SQL analytics endpoint: T-SQL read-only access to Delta tables
Semantic model: default Power BI dataset over all Delta tables
→ Storage: Files section (raw files) + Tables section (Delta Lake tables)
→ Compute: Apache Spark notebooks or Spark pipelines
→ Use for: raw data ingestion, Spark transformations, medallion architecture
Data Warehouse (Data Warehouse experience):
→ Enterprise SQL data warehouse with full T-SQL read/write support
→ Columnar storage, MPP (Massively Parallel Processing)
→ Supports: INSERT, UPDATE, DELETE, CREATE TABLE, stored procedures
→ Storage: Delta tables in OneLake (same as Lakehouse!)

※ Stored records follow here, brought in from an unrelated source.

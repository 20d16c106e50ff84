//! Service payload types shared between clients and the orchestrator.

#[cfg(feature = "logging")]
use crate::log::debug;
use std::{fmt, net::IpAddr};

/// The netId of a request or callback that has no backing network.
pub const NETID_UNSET: i32 = 0;

/// The netId of the local network used for tethered and locally advertised
/// services. Such a network is not usable by apps directly.
pub const LOCAL_NET_ID: i32 = 99;

/// The netId of the dummy interface, seen only when a local advertisement
/// loops back into discovery.
pub const DUMMY_NET_ID: i32 = 51;

/// An opaque handle to one network, as attributed by the platform.
#[derive(Clone, Copy, Debug, PartialEq, Eq, Hash)]
pub struct Network(pub i32);

impl fmt::Display for Network {
    fn fmt(&self, f: &mut fmt::Formatter<'_>) -> fmt::Result {
        write!(f, "Network({})", self.0)
    }
}

/// One TXT record attribute.
///
/// A key without `=` in the wire form carries no value at all, which is
/// distinct from an empty value (RFC 6763 section 6.4).
#[derive(Clone, Debug, PartialEq, Eq)]
pub struct TxtEntry {
    pub key: String,
    pub value: Option<Vec<u8>>,
}

/// Info about one service instance, as seen by clients.
///
/// Clients fill in what a verb needs (type for discovery; name and type for
/// resolution; name, type, port and attributes for registration) and the
/// orchestrator fills in the rest on callbacks.
#[derive(Clone, Debug, Default)]
pub struct NsdServiceInfo {
    pub service_name: String,
    pub service_type: String,
    pub port: u16,
    pub txt: Vec<TxtEntry>,
    pub host_addresses: Vec<IpAddr>,
    /// The network the service was found on, or that the request targets.
    /// `None` targets or reports all networks.
    pub network: Option<Network>,
    /// OS interface index, kept when a service was seen on an interface that
    /// has no app-usable network. Zero means unset.
    pub interface_index: u32,
}

impl NsdServiceInfo {
    pub fn new(service_name: &str, service_type: &str) -> Self {
        Self {
            service_name: service_name.to_string(),
            service_type: service_type.to_string(),
            ..Self::default()
        }
    }
}

/// Decodes a raw DNS TXT record into attributes.
///
/// The wire form is a sequence of length-prefixed strings, each either
/// `key=value` or a bare boolean key.
pub(crate) fn parse_txt_record(raw: &[u8]) -> Vec<TxtEntry> {
    let mut entries = Vec::new();
    let mut i = 0;
    while i < raw.len() {
        let len = raw[i] as usize;
        i += 1;
        if len == 0 {
            continue;
        }
        if i + len > raw.len() {
            debug!("truncated TXT record, ignoring the tail");
            break;
        }
        let chunk = &raw[i..i + len];
        i += len;
        match chunk.iter().position(|&b| b == b'=') {
            Some(pos) => entries.push(TxtEntry {
                key: String::from_utf8_lossy(&chunk[..pos]).into_owned(),
                value: Some(chunk[pos + 1..].to_vec()),
            }),
            None => entries.push(TxtEntry {
                key: String::from_utf8_lossy(chunk).into_owned(),
                value: None,
            }),
        }
    }
    entries
}

/// Encodes attributes into the raw DNS TXT record form.
pub(crate) fn encode_txt_record(entries: &[TxtEntry]) -> Vec<u8> {
    let mut bytes = Vec::new();
    for entry in entries {
        let mut chunk = entry.key.as_bytes().to_vec();
        if let Some(value) = &entry.value {
            chunk.push(b'=');
            chunk.extend_from_slice(value);
        }
        if chunk.len() > u8::MAX as usize {
            debug!("TXT attribute {} too long, skipped", entry.key);
            continue;
        }
        bytes.push(chunk.len() as u8);
        bytes.extend_from_slice(&chunk);
    }
    bytes
}

#[cfg(test)]
mod tests {
    use super::{encode_txt_record, parse_txt_record, TxtEntry};
    use test_log::test;

    #[test]
    fn test_parse_txt_record() {
        let raw = b"\x07key=val\x04flag\x06empty=";
        let entries = parse_txt_record(raw);
        assert_eq!(
            entries,
            vec![
                TxtEntry {
                    key: "key".to_string(),
                    value: Some(b"val".to_vec()),
                },
                TxtEntry {
                    key: "flag".to_string(),
                    value: None,
                },
                TxtEntry {
                    key: "empty".to_string(),
                    value: Some(Vec::new()),
                },
            ]
        );
    }

    #[test]
    fn test_parse_txt_record_truncated() {
        // Length prefix claims more bytes than remain.
        let raw = b"\x03a=b\x10cut";
        let entries = parse_txt_record(raw);
        assert_eq!(entries.len(), 1);
        assert_eq!(entries[0].key, "a");
    }

    #[test]
    fn test_encode_txt_record() {
        let entries = vec![
            TxtEntry {
                key: "key".to_string(),
                value: Some(b"val".to_vec()),
            },
            TxtEntry {
                key: "flag".to_string(),
                value: None,
            },
        ];
        assert_eq!(encode_txt_record(&entries), b"\x07key=val\x04flag".to_vec());
    }

    #[test]
    fn test_txt_round_trip() {
        let entries = vec![TxtEntry {
            key: "path".to_string(),
            value: Some(b"/printers/1".to_vec()),
        }];
        assert_eq!(parse_txt_record(&encode_txt_record(&entries)), entries);
    }
}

→ Cross-database queries: query Lakehouse SQL endpoint from Warehouse
→ Use for: structured analytics, BI reporting, complex SQL workloads
KQL Database (Real-Time Analytics experience):
→ Optimised for time-series, log, and telemetry data
→ Query with Kusto Query Language (KQL)
→ Ingestion from: Eventstream, Azure Event Hubs, IoT Hub, REST API
→ Use for: IoT telemetry, application logs, clickstream, security events
Notebooks (Data Science / Data Engineering):
→ Interactive Jupyter notebooks with Spark (Python, Scala, R, SQL)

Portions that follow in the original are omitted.